China's "big three" carriers--Air China Ltd., China Eastern Airlines Corp. and China Southern Airlines Co.--reported a combined profit of 16.3 billion yuan ($2.4 billion), the biggest since 2010, according to filings submitted to the exchange on Thursday, March 27, China Daily reported.
According to Bloomberg, the gains of the three carriers could be attributed to the increase in the number of direct flights from mainland China to Europe and the U.S., with no stopover in Hong Kong and Singapore. The airlines also expanded their markets with the addition of new aircraft and more destinations. Chinese airlines bridging flights, however, are still available.
In the past decade, the three airlines have served some 488 million people, equivalent to the combined populations of Germany, the U.S. and the U.K.

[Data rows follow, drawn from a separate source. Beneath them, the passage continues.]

//! HTTP transport implementation.
//!
//! The actual HTTP client is abstracted via a trait so the engine does not
//! pick an HTTP library. [`HttpTransport`] maps the authority's response
//! envelopes onto the [`SyncTransport`] port.

use crate::error::{SyncError, SyncResult};
use crate::transport::SyncTransport;
use mastersync_protocol::{schema_url, BatchRequest, ProtocolError, ResponseEnvelope, SyncBatch};
use parking_lot::RwLock;
use serde::de::DeserializeOwned;
use serde_json::Value;

/// A raw HTTP response.
#[derive(Debug, Clone, PartialEq, Eq)]
pub struct HttpResponse {
    /// Status code.
    pub status: u16,
    /// Response body.
    pub body: Vec<u8>,
    /// Value of the response signature header, if present.
    pub signature: Option<String>,
}

impl HttpResponse {
    /// A 200 response without signature.
    pub fn ok(body: impl Into<Vec<u8>>) -> Self {
        Self {
            status: 200,
            body: body.into(),
            signature: None,
        }
    }

    /// Attaches a signature.
    #[must_use]
    pub fn with_signature(mut self, signature: impl Into<String>) -> Self {
        self.signature = Some(signature.into());
        self
    }

    /// Returns true for 2xx statuses.
    pub fn is_success(&self) -> bool {
        (200..300).contains(&self.status)
    }
}

/// HTTP client abstraction.
///
/// Implementations map connection failures to [`SyncError::Network`].
pub trait HttpClient: Send + Sync {
    /// Sends a GET request.
    fn get(&self, url: &str) -> SyncResult<HttpResponse>;

    /// Checks if the network is available.
    fn is_reachable(&self) -> bool;
}

/// HTTP-based sync transport.
pub struct HttpTransport<C: HttpClient> {
    base_url: String,
    client: C,
    last_error: RwLock<Option<String>>,
}

impl<C: HttpClient> HttpTransport<C> {
    /// Creates a new HTTP transport.
    pub fn new(base_url: impl Into<String>, client: C) -> Self {
        Self {
            base_url: base_url.into(),
            client,
            last_error: RwLock::new(None),
        }
    }

    /// Returns the base URL.
    pub fn base_url(&self) -> &str {
        &self.base_url
    }

    /// Returns the last error message.
    pub fn last_error(&self) -> Option<String> {
        self.last_error.read().clone()
    }

    fn get_envelope<T: DeserializeOwned>(&self, url: &str) -> SyncResult<Option<T>> {
        let result = self.try_get_envelope(url);
        *self.last_error.write() = result.as_ref().err().map(ToString::to_string);
        result
    }

    fn try_get_envelope<T: DeserializeOwned>(&self, url: &str) -> SyncResult<Option<T>> {
        let response = self.client.get(url)?;

        if !response.is_success() {
            let message = format!("HTTP {} from {url}", response.status);
            return Err(if response.status >= 500 {
                SyncError::network_retryable(message)
            } else {
                SyncError::network_fatal(message)
            });
        }

        match ResponseEnvelope::<T>::from_slice(&response.body)?.into_response() {
            Ok(body) => Ok(body),
            Err(ProtocolError::Service { errors }) => Err(SyncError::network_fatal(
                ProtocolError::Service { errors }.to_string(),
            )),
            Err(other) => Err(other.into()),
        }
    }
}

impl<C: HttpClient> SyncTransport for HttpTransport<C> {
    fn fetch(&self, request: &BatchRequest) -> SyncResult<SyncBatch> {
        let url = request.url(&self.base_url);
        tracing::debug!(url = %url, "fetching sync batch");
        self.get_envelope::<SyncBatch>(&url)?
            .ok_or_else(|| ProtocolError::json("sync batch", "envelope has no response").into())
    }

    fn fetch_schema(&self, trigger_point: &str) -> SyncResult<Option<Value>> {
        let url = schema_url(&self.base_url, trigger_point);
        tracing::debug!(url = %url, "fetching identity schema");
        self.get_envelope::<Value>(&url)
    }

    fn is_reachable(&self) -> bool {
        self.client.is_reachable()
    }
}

impl<C: HttpClient> std::fmt::Debug for HttpTransport<C> {
    fn fmt(&self, f: &mut std::fmt::Formatter<'_>) -> std::fmt::Result {
        f.debug_struct("HttpTransport")
            .field("base_url", &self.base_url)
            .finish_non_exhaustive()
    }
}

#[cfg(test)]
mod tests {
    use super::*;
    use parking_lot::Mutex;
    use serde_json::json;

    struct TestClient {
        response: SyncResult<HttpResponse>,
        urls: Mutex<Vec<String>>,
    }

    impl TestClient {
        fn answering(response: HttpResponse) -> Self {
            Self {
                response: Ok(response),
                urls: Mutex::new(Vec::new()),
            }
        }
    }

    impl HttpClient for TestClient {
        fn get(&self, url: &str) -> SyncResult<HttpResponse> {
            self.urls.lock().push(url.to_string());
            match &self.response {
                Ok(response) => Ok(response.clone()),
                Err(_) => Err(SyncError::network_retryable("connection refused")),
            }
        }

        fn is_reachable(&self) -> bool {
            self.response.is_ok()
        }
    }

    fn envelope(response: serde_json::Value) -> Vec<u8> {
        json!({"id": "mosip.clientsettings", "response": response, "errors": null})
            .to_string()
            .into_bytes()
    }

    #[test]
    fn fetch_parses_batch() {
        let body = envelope(json!({
            "dataToSync": [{"entityName": "Language", "entityType": "structured-data", "data": ""}],
            "lastSyncTime": "2024-03-01T10:30:00.000Z"
        }));
        let transport =
            HttpTransport::new("https://auth.example", TestClient::answering(HttpResponse::ok(body)));

        let batch = transport
            .fetch(&BatchRequest::new("key-1").with_last_updated("2024-01-01"))
            .unwrap();
        assert_eq!(batch.entries[0].category_name, "Language");
        assert!(transport.last_error().is_none());

        let urls = transport.client.urls.lock();
        assert_eq!(
            urls[0],
            "https://auth.example/v1/syncdata/clientsettings?keyindex=key-1&lastupdated=2024-01-01"
        );
    }

    #[test]
    fn non_success_status() {
        let transport = HttpTransport::new(
            "https://auth.example",
            TestClient::answering(HttpResponse {
                status: 503,
                body: Vec::new(),
                signature: None,
            }),
        );
        let err = transport.fetch(&BatchRequest::new("k")).unwrap_err();
        assert!(matches!(err, SyncError::Network { retryable: true, .. }));
        assert!(transport.last_error().unwrap().contains("503"));

        let transport = HttpTransport::new(
            "https://auth.example",
            TestClient::answering(HttpResponse {
                status: 401,
                body: Vec::new(),
                signature: None,
            }),
        );
        let err = transport.fetch(&BatchRequest::new("k")).unwrap_err();
        assert!(matches!(err, SyncError::Network { retryable: false, .. }));
    }

    #[test]
    fn envelope_errors_are_network_errors() {
        let body = json!({
            "response": null,
            "errors": [{"errorCode": "KER-SNC-149", "message": "machine not found"}]
        })
        .to_string();
        let transport = HttpTransport::new(
            "https://auth.example",
            TestClient::answering(HttpResponse::ok(body)),
        );

        let err = transport.fetch(&BatchRequest::new("k")).unwrap_err();
        assert!(err.to_string().contains("KER-SNC-149"));
        assert!(!err.is_retryable());
    }

    #[test]
    fn missing_batch_is_protocol_error() {
        let transport = HttpTransport::new(
            "https://auth.example",
            TestClient::answering(HttpResponse::ok(envelope(json!(null)))),
        );
        assert!(matches!(
            transport.fetch(&BatchRequest::new("k")),
            Err(SyncError::Protocol(_))
        ));
    }

    #[test]
    fn schema_absent_is_none() {
        let transport = HttpTransport::new(
            "https://auth.example",
            TestClient::answering(HttpResponse::ok(envelope(json!(null)))),
        );
        assert!(transport.fetch_schema("System").unwrap().is_none());
    }

    #[test]
    fn connection_failure_propagates() {
        let transport = HttpTransport::new(
            "https://auth.example",
            TestClient {
                response: Err(SyncError::NoNetwork),
                urls: Mutex::new(Vec::new()),
            },
        );
        assert!(!transport.is_reachable());
        let err = transport.fetch_schema("System").unwrap_err();
        assert!(err.is_retryable());
    }
}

"Chinese travelers prefer to fly with Chinese airlines and hence, as the Chinese travel more, their airlines benefit," Steve Saxon, a Shanghai-based partner at McKinsey & Co, said. "Beijing, Shanghai and Guangzhou are all becoming powerful hubs as well, being able to draw traffic from China to Europe and U.S., increasingly competing with Tokyo, Seoul and Hong Kong."
The big three's earnings also justify their strategy of capacity expansion, new routes and cheaper fares.
As the yuan depreciated in the last quarter, the three companies increased their sales by selling their yuan-denominated bonds and reduce financing costs by cutting their dollar debts.
With the airline market growth of 11 percent last year, China's carriers have kept up with the demand for air travel by increasing their aircraft, the report said.
Cathay Pacific Airways Ltd, the Hong Kong carrier, suffered the effects of the three carrier's expansion as it reported its first loss in eight years. It is also undergoing a three-year corporate transformation program that resulted in job cuts and changes to management.
Being state-owned companies, the three airlines were able to take the majority of the air rights given by regulators. Its new destinations now include Brisbane, Las Vegas, San Jose and Adelaide. The three airlines control nearly 80 percent of the international market, the report said.
Among Chinese rivals, Hainan Airlines Co., a company controlled by billionaire Chen Feng's HNA Group, is the most aggressive. Its profits grew 4.5 percent in 2016 to 3.14 billion yuan, with sales up 16 percent.
According to Saxon at McKinsey, the demand for outbound travel is still strong and investing in an expansion is a good decision.
In 2016, more than 120 million Chinese traveled abroad, making the country the world's largest source of outbound tourism. China tourism is also considered a billion-dollar business abroad.
Global operators also showed their interest to invest in Chinese airline industry. Last week, American Airlines Group Inc., the world's largest carrier, agreed to invest $200 million in China Southern in a code sharing deal. in 2015, Delta Air Lines Inc. also signed a $450-million investment in China Eastern.